Cystic changes can be prominent in this type of thymoma. Oramas et al. reported the clinopathological features of 25 cases of micronodular thymomas with prominent cystic changes. In this case series, four cases were invasive tumors with invasion into the perithymic adipose tissue through the fibrous capsule. However, the majority of them (21 tumors) were encapsulated [37]. By immunohistochemistry, the epithelial spindle cells are positive for cytokeratin, while the lymphoid component was shown to be mainly B-lymphocytes [1,37][1][37]. In the clinical follow-up provided in this initial publication [36], as well as in the subsequent studies, the patients were free of recurrence in around half of the cases. This clinical behavior was like that seen in conventional thymomas.

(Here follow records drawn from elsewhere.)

#[cfg(test)]
mod tests {
    use {
        super::{check_time_window, UrlSigner, VerifyOutcome},
        crate::{canonical::ParsedUrl, QueryValue, SignerConfig, SignerConfigBuilder, SigningError},
        base64::{engine::general_purpose::STANDARD, Engine},
        chrono::{DateTime, Duration, Utc},
    };

    const SECRET: &str = "#6h-_hey";

    fn at(secs: i64) -> DateTime<Utc> {
        DateTime::<Utc>::from_timestamp(secs, 0).expect("failed to create DateTime")
    }

    fn signer(config: &mut SignerConfigBuilder) -> UrlSigner {
        UrlSigner::new(config.build().expect("failed to build SignerConfig"))
    }

    fn param<'a>(parsed: &'a ParsedUrl, key: &str) -> &'a str {
        parsed.query().get(key).and_then(QueryValue::as_single).expect("missing parameter")
    }

    #[test_log::test]
    fn test_known_answer_sha256() {
        let signer = signer(SignerConfig::builder().secret_key(SECRET));
        let url = signer.sign_with_nonce("https://example.com/posts?postId=15", at(1_700_000_000), "k3j1x9abcd").unwrap();
        assert_eq!(
            url,
            "https://example.com/posts?postId=15&es1_nonce=k3j1x9abcd&es1_timestamp=1700000000&es1_algorithm=sha256&es1_signature=NzBmZTQ1OGE2MDQ5MjE2M2M1N2RlZjFlZDRkMjhmMTE5YjMwZWRlNTkxZWY1N2RjMWM5ZTFlZTUzYjg0OThkMA%3D%3D"
        );
        assert_eq!(signer.check_at(&url, at(1_700_000_000)), VerifyOutcome::Valid);
    }

    #[test_log::test]
    fn test_known_answer_md5_repeated_keys() {
        let signer = signer(SignerConfig::builder().secret_key("E3").prefix("prfx_").algorithm("md5"));
        let url = signer
            .sign_with_nonce("https://Example.com:8443/a/b?z=1&a=x%20y&a=2&flag", at(1_573_826_535), "n0nce")
            .unwrap();
        assert_eq!(
            url,
            "https://example.com:8443/a/b?z=1&a=x%20y&a=2&flag=&prfx_nonce=n0nce&prfx_timestamp=1573826535&prfx_algorithm=md5&prfx_signature=NTgxOTY3ZjYzYWY5ZjI1ZjBhNzg2ZjY2NzBjYTZiMTE%3D"
        );
        assert!(signer.verify_at(&url, at(1_573_826_535)));
    }

    #[test_log::test]
    fn test_resign_replaces_parameters() {
        let signer = signer(SignerConfig::builder().secret_key(SECRET));
        let first = signer.sign_with_nonce("https://example.com/x?a=1", at(1_000), "first").unwrap();
        let second = signer.sign_with_nonce(&first, at(2_000), "second").unwrap();

        let parsed = ParsedUrl::parse(&second).unwrap();
        assert_eq!(parsed.query().len(), 5);
        assert_eq!(param(&parsed, "es1_nonce"), "second");
        assert_eq!(param(&parsed, "es1_timestamp"), "2000");
        assert_eq!(parsed.query().iter().last().map(|(k, _)| k), Some("es1_signature"));

        assert_eq!(signer.check_at(&second, at(2_000)), VerifyOutcome::Valid);
        assert_eq!(signer.check_at(&first, at(2_000)), VerifyOutcome::Expired);
    }

    #[test_log::test]
    fn test_sign_errors() {
        let signer = signer(SignerConfig::builder().algorithm("whirlpool"));
        match signer.sign("https://example.com/") {
            Err(SigningError::UnsupportedAlgorithm(msg)) => assert_eq!(msg, "Unsupported HMAC algorithm: whirlpool"),
            other => panic!("Expected UnsupportedAlgorithm; got {:?}", other),
        }

        let signer = UrlSigner::default();
        match signer.sign("/relative/path") {
            Err(SigningError::MalformedUrl(msg)) => assert_eq!(msg, "URL must be absolute: /relative/path"),
            other => panic!("Expected MalformedUrl; got {:?}", other),
        }
    }

    #[test_log::test]
    fn test_sign_oversized_url() {
        let signer = signer(SignerConfig::builder().secret_key(SECRET));
        let url = format!("https://example.com/p?q={}", "|".repeat(30_000));
        assert!(ParsedUrl::parse(&url).is_ok());

        match signer.sign_at(&url, at(1_700_000_000)) {
            Err(SigningError::MalformedUrl(msg)) => assert!(msg.starts_with("Signed URL cannot be parsed: "), "{}", msg),
            other => panic!("Expected MalformedUrl; got {:?}", other),
        }

        // Just under the limit once escaped still round-trips.
        let url = format!("https://example.com/p?q={}", "|".repeat(20_000));
        let signed = signer.sign_at(&url, at(1_700_000_000)).unwrap();
        assert!(signer.verify_at(&signed, at(1_700_000_000)));
    }

    #[test_log::test]
    fn test_outcome_ordering() {
        let signer = signer(SignerConfig::builder().secret_key(SECRET));
        let now = at(1_700_000_000);
        let url = signer.sign_with_nonce("https://example.com/posts?postId=15", now, "abc").unwrap();
        assert_eq!(signer.check_at(&url, now), VerifyOutcome::Valid);

        // Unparseable URLs and missing or empty parameters.
        assert_eq!(signer.check_at("not a url", now), VerifyOutcome::ParamsMissing);
        assert_eq!(signer.check_at("https://example.com/posts?postId=15", now), VerifyOutcome::ParamsMissing);
        let no_nonce = url.replace("es1_nonce=abc&", "");
        assert_eq!(signer.check_at(&no_nonce, now), VerifyOutcome::ParamsMissing);
        let empty_nonce = url.replace("es1_nonce=abc", "es1_nonce=");
        assert_eq!(signer.check_at(&empty_nonce, now), VerifyOutcome::ParamsMissing);

        // Repeated or undecodable signatures.
        let repeated = format!("{}&es1_signature=AAAA", url);
        assert_eq!(signer.check_at(&repeated, now), VerifyOutcome::SignatureMalformed);
        let undecodable = url.replace("es1_signature=", "es1_signature=%24%24%24");
        assert_eq!(signer.check_at(&undecodable, now), VerifyOutcome::SignatureMalformed);

        // Tampered values and unknown algorithms.
        let tampered = url.replace("postId=15", "postId=16");
        assert_eq!(signer.check_at(&tampered, now), VerifyOutcome::SignatureInvalid);
        let bad_alg = url.replace("es1_algorithm=sha256", "es1_algorithm=whirlpool");
        assert_eq!(signer.check_at(&bad_alg, now), VerifyOutcome::SignatureInvalid);
        let repeated_alg = format!("{}&es1_algorithm=md5", url);
        assert_eq!(signer.check_at(&repeated_alg, now), VerifyOutcome::SignatureInvalid);

        // Time window.
        assert_eq!(signer.check_at(&url, now + Duration::seconds(931)), VerifyOutcome::Expired);
        assert_eq!(signer.check_at(&url, now - Duration::seconds(31)), VerifyOutcome::NotYetValid);
    }

    #[test_log::test]
    fn test_malformed_timestamp() {
        let signer = signer(SignerConfig::builder().secret_key(SECRET));
        let url = signer.sign_with_nonce("https://example.com/?ts=x", at(0), "n").unwrap();

        // Only a holder of the secret can produce this, but the timestamp must still be an integer.
        let mut forged = ParsedUrl::parse(&url).unwrap();
        forged.query_mut().set("es1_timestamp", "soon");
        let expected = signer.expected_signature(&forged).unwrap();
        forged.query_mut().set("es1_signature", STANDARD.encode(expected));
        assert_eq!(signer.check_at(&forged.to_url_string(), at(0)), VerifyOutcome::TimestampMalformed);

        let mut forged = ParsedUrl::parse(&url).unwrap();
        forged.query_mut().set("es1_timestamp", QueryValue::Multiple(vec!["0".to_string(), "1".to_string()]));
        let expected = signer.expected_signature(&forged).unwrap();
        forged.query_mut().set("es1_signature", STANDARD.encode(expected));
        assert_eq!(signer.check_at(&forged.to_url_string(), at(0)), VerifyOutcome::TimestampMalformed);
    }

    #[test_log::test]
    fn test_lenient_base64() {
        let signer = signer(SignerConfig::builder().secret_key(SECRET));
        let now = at(1_700_000_000);
        let url = signer.sign_with_nonce("https://example.com/posts?postId=15", now, "k3j1x9abcd").unwrap();
        let unpadded = url.replace("%3D%3D", "");
        assert_eq!(signer.check_at(&unpadded, now), VerifyOutcome::Valid);
    }

    #[test_log::test]
    fn test_time_window() {
        // Window is [now - E - O, now + O].
        assert_eq!(check_time_window(100, 100, 4, 0), VerifyOutcome::Valid);
        assert_eq!(check_time_window(100, 104, 4, 0), VerifyOutcome::Valid);
        assert_eq!(check_time_window(100, 105, 4, 0), VerifyOutcome::Expired);
        assert_eq!(check_time_window(100, 106, 4, 2), VerifyOutcome::Valid);
        assert_eq!(check_time_window(100, 107, 4, 2), VerifyOutcome::Expired);
        assert_eq!(check_time_window(102, 100, 4, 2), VerifyOutcome::Valid);
        assert_eq!(check_time_window(103, 100, 4, 2), VerifyOutcome::NotYetValid);
        assert_eq!(check_time_window(101, 100, 0, 0), VerifyOutcome::NotYetValid);
        assert_eq!(check_time_window(i64::MIN, 0, u64::MAX, u64::MAX), VerifyOutcome::Valid);
        assert_eq!(check_time_window(i64::MAX, i64::MAX, 0, u64::MAX), VerifyOutcome::Valid);
    }

    #[test_log::test]
    fn test_update() {
        let mut signer = UrlSigner::from(SignerConfig::default());
        signer
            .update(SignerConfig::builder().secret_key(SECRET).clone())
            .update(SignerConfig::builder().oversight(2).clone());
        assert_eq!(signer.config().secret_key(), SECRET.as_bytes());
        assert_eq!(signer.config().oversight(), 2);
        assert_eq!(signer.config().expired_after_seconds(), 900);
    }
}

3.2.2. Other Histologic Variants

Thymoma with significant plasma cells, also known as plasma cell-rich thymoma, is one of the rare histologic types that appears to frequently be associated with an underlying autoimmune illness, particularly myasthenia gravis, [27,38][27][38]. It shows a mixture of both epithelial and plasma cells. It is also important to note that plasma cells are one of the normal cellular components of the normal thymus, and they may be present in the normal thymus, although not in the same proportion as lymphocytes [3,7,39][3][7][39]. Metaplastic thymoma is another unusual histological type of thymoma. It is characterized by a spindle cell component mimicking sarcoma with minimal lymphoid component. This specific variant has been described in 1997 under the term of thymoma with pseudosarcomatous component [40]. Other rare variants of thymomas can have myoid cells, showing papillary/pseudopapillary, adenomatoid-like, alveolar, glandular, signet ring cell, and clear cell features. It is important to bring attention to the difficulty that these thymoma variations may present in tiny mediastinoscopic biopsies, potentially leading to an incorrect diagnosis. Those tumors, nonetheless, need to be treated appropriately under the term “thymoma”, and more crucially, they do belong to certain categories rather than a specific position in any classification scheme [27].